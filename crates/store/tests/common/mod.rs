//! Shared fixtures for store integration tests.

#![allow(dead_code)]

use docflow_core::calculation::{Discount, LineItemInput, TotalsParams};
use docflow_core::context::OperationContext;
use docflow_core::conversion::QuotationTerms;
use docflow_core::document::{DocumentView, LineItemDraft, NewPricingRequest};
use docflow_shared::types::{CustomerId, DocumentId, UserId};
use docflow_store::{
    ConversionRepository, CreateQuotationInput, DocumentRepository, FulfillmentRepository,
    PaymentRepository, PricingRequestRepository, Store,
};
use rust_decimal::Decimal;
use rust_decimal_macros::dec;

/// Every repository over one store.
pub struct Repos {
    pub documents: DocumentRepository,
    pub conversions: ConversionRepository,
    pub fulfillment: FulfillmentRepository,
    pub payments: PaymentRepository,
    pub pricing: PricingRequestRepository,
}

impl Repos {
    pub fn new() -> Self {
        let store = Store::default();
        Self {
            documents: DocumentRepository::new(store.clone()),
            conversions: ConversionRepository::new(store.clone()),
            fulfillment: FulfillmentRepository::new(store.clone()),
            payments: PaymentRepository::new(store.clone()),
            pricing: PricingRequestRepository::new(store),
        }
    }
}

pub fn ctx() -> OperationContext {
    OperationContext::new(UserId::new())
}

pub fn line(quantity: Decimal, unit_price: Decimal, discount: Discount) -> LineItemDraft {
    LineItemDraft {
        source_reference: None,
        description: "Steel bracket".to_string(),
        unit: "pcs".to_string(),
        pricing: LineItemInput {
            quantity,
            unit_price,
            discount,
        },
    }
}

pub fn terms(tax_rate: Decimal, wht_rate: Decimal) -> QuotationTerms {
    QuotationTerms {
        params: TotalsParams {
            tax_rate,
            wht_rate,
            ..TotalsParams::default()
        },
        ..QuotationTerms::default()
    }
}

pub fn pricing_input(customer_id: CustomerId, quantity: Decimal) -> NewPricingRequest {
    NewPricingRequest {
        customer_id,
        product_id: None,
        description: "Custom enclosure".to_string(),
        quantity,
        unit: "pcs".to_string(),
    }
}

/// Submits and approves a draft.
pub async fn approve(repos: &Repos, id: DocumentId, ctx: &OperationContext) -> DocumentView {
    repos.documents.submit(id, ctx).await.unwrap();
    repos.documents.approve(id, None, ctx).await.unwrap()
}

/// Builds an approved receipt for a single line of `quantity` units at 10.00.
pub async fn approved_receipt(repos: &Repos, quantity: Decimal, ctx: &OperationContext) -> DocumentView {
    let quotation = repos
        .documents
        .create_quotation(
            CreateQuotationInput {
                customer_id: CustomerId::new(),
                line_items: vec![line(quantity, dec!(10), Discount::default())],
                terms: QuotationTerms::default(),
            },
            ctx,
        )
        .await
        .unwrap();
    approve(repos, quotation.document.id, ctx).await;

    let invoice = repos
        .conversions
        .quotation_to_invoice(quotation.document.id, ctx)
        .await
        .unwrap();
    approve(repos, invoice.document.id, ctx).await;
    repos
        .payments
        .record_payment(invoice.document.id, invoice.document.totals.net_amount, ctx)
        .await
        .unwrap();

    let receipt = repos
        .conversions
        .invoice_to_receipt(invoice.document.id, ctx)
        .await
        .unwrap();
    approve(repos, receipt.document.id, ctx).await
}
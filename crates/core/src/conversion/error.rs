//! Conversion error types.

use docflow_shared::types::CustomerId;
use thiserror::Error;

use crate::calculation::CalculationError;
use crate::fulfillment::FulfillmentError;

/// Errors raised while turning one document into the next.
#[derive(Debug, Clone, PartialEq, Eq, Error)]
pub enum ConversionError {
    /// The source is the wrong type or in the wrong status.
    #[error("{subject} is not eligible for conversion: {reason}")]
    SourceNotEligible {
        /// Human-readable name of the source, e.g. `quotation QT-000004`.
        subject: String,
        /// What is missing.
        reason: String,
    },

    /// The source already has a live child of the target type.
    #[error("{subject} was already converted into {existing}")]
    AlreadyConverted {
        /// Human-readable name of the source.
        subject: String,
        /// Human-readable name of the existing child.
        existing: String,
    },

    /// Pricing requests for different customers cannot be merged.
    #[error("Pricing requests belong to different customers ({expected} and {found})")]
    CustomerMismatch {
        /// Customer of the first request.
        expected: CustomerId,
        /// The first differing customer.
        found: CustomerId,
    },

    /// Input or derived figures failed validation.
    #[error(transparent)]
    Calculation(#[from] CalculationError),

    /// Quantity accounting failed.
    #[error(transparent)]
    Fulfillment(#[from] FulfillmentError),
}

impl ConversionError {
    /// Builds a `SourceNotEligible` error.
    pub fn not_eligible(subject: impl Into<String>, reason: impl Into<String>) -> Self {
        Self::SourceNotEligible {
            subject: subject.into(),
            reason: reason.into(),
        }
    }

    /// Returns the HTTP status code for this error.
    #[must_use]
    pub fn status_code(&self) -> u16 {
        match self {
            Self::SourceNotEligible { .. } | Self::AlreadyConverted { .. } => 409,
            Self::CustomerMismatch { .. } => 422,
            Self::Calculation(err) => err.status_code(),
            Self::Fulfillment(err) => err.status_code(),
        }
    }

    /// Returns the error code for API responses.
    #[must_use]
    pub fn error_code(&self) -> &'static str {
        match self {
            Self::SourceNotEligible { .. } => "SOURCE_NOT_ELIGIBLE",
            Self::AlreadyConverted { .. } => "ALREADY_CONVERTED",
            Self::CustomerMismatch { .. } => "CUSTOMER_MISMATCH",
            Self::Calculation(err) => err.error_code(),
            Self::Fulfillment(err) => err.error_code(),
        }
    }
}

_ _ _ _ _ _ _

- [EXERCISE INSTRUCTIONS]: Your task is to repeat each of the records above exactly.

- [WRITTEN RESPONSE]:
filename crates/store/tests/common/mod.rs
//! Shared fixtures for store integration tests.

#![allow(dead_code)]

use docflow_core::calculation::{Discount, LineItemInput, TotalsParams};
use docflow_core::context::OperationContext;
use docflow_core::conversion::QuotationTerms;
use docflow_core::document::{DocumentView, LineItemDraft, NewPricingRequest};
use docflow_shared::types::{CustomerId, DocumentId, UserId};
use docflow_store::{
    ConversionRepository, CreateQuotationInput, DocumentRepository, FulfillmentRepository,
    PaymentRepository, PricingRequestRepository, Store,
};
use rust_decimal::Decimal;
use rust_decimal_macros::dec;

/// Every repository over one store.
pub struct Repos {
    pub documents: DocumentRepository,
    pub conversions: ConversionRepository,
    pub fulfillment: FulfillmentRepository,
    pub payments: PaymentRepository,
    pub pricing: PricingRequestRepository,
}

impl Repos {
    pub fn new() -> Self {
        let store = Store::default();
        Self {
            documents: DocumentRepository::new(store.clone()),
            conversions: ConversionRepository::new(store.clone()),
            fulfillment: FulfillmentRepository::new(store.clone()),
            payments: PaymentRepository::new(store.clone()),
            pricing: PricingRequestRepository::new(store),
        }
    }
}

pub fn ctx() -> OperationContext {
    OperationContext::new(UserId::new())
}

pub fn line(quantity: Decimal, unit_price: Decimal, discount: Discount) -> LineItemDraft {
    LineItemDraft {
        source_reference: None,
        description: "Steel bracket".to_string(),
        unit: "pcs".to_string(),
        pricing: LineItemInput {
            quantity,
            unit_price,
            discount,
        },
    }
}

pub fn terms(tax_rate: Decimal, wht_rate: Decimal) -> QuotationTerms {
    QuotationTerms {
        params: TotalsParams {
            tax_rate,
            wht_rate,
            ..TotalsParams::default()
        },
        ..QuotationTerms::default()
    }
}

pub fn pricing_input(customer_id: CustomerId, quantity: Decimal) -> NewPricingRequest {
    NewPricingRequest {
        customer_id,
        product_id: None,
        description: "Custom enclosure".to_string(),
        quantity,
        unit: "pcs".to_string(),
    }
}

/// Submits and approves a draft.
pub async fn approve(repos: &Repos, id: DocumentId, ctx: &OperationContext) -> DocumentView {
    repos.documents.submit(id, ctx).await.unwrap();
    repos.documents.approve(id, None, ctx).await.unwrap()
}

/// Builds an approved receipt for a single line of `quantity` units at 10.00.
pub async fn approved_receipt(repos: &Repos, quantity: Decimal, ctx: &OperationContext) -> DocumentView {
    let quotation = repos
        .documents
        .create_quotation(
            CreateQuotationInput {
                customer_id: CustomerId::new(),
                line_items: vec![line(quantity, dec!(10), Discount::default())],
                terms: QuotationTerms::default(),
            },
            ctx,
        )
        .await
        .unwrap();
    approve(repos, quotation.document.id, ctx).await;

    let invoice = repos
        .conversions
        .quotation_to_invoice(quotation.document.id, ctx)
        .await
        .unwrap();
    approve(repos, invoice.document.id, ctx).await;
    repos
        .payments
        .record_payment(invoice.document.id, invoice.document.totals.net_amount, ctx)
        .await
        .unwrap();

    let receipt = repos
        .conversions
        .invoice_to_receipt(invoice.document.id, ctx)
        .await
        .unwrap();
    approve(repos, receipt.document.id, ctx).await
}
filename crates/core/src/conversion/error.rs
//! Conversion error types.

use docflow_shared::types::CustomerId;
use thiserror::Error;

use crate::calculation::CalculationError;
use crate::fulfillment::FulfillmentError;

/// Errors raised while turning one document into the next.
#[derive(Debug, Clone, PartialEq, Eq, Error)]
pub enum ConversionError {
    /// The source is the wrong type or in the wrong status.
    #[error("{subject} is not eligible for conversion: {reason}")]
    SourceNotEligible {
        /// Human-readable name of the source, e.g. `quotation QT-000004`.
        subject: String,
        /// What is missing.
        reason: String,
    },

    /// The source already has a live child of the target type.
    #[error("{subject} was already converted into {existing}")]
    AlreadyConverted {
        /// Human-readable name of the source.
        subject: String,
        /// Human-readable name of the existing child.
        existing: String,
    },

    /// Pricing requests for different customers cannot be merged.
    #[error("Pricing requests belong to different customers ({expected} and {found})")]
    CustomerMismatch {
        /// Customer of the first request.
        expected: CustomerId,
        /// The first differing customer.
        found: CustomerId,
    },

    /// Input or derived figures failed validation.
    #[error(transparent)]
    Calculation(#[from] CalculationError),

    /// Quantity accounting failed.
    #[error(transparent)]
    Fulfillment(#[from] FulfillmentError),
}

impl ConversionError {
    /// Builds a `SourceNotEligible` error.
    pub fn not_eligible(subject: impl Into<String>, reason: impl Into<String>) -> Self {
        Self::SourceNotEligible {
            subject: subject.into(),
            reason: reason.into(),
        }
    }

    /// Returns the HTTP status code for this error.
    #[must_use]
    pub fn status_code(&self) -> u16 {
        match self {
            Self::SourceNotEligible { .. } | Self::AlreadyConverted { .. } => 409,
            Self::CustomerMismatch { .. } => 422,
            Self::Calculation(err) => err.status_code(),
            Self::Fulfillment(err) => err.status_code(),
        }
    }

    /// Returns the error code for API responses.
    #[must_use]
    pub fn error_code(&self) -> &'static str {
        match self {
            Self::SourceNotEligible { .. } => "SOURCE_NOT_ELIGIBLE",
            Self::AlreadyConverted { .. } => "ALREADY_CONVERTED",
            Self::CustomerMismatch { .. } => "CUSTOMER_MISMATCH",
            Self::Calculation(err) => err.error_code(),
            Self::Fulfillment(err) => err.error_code(),
        }
    }
}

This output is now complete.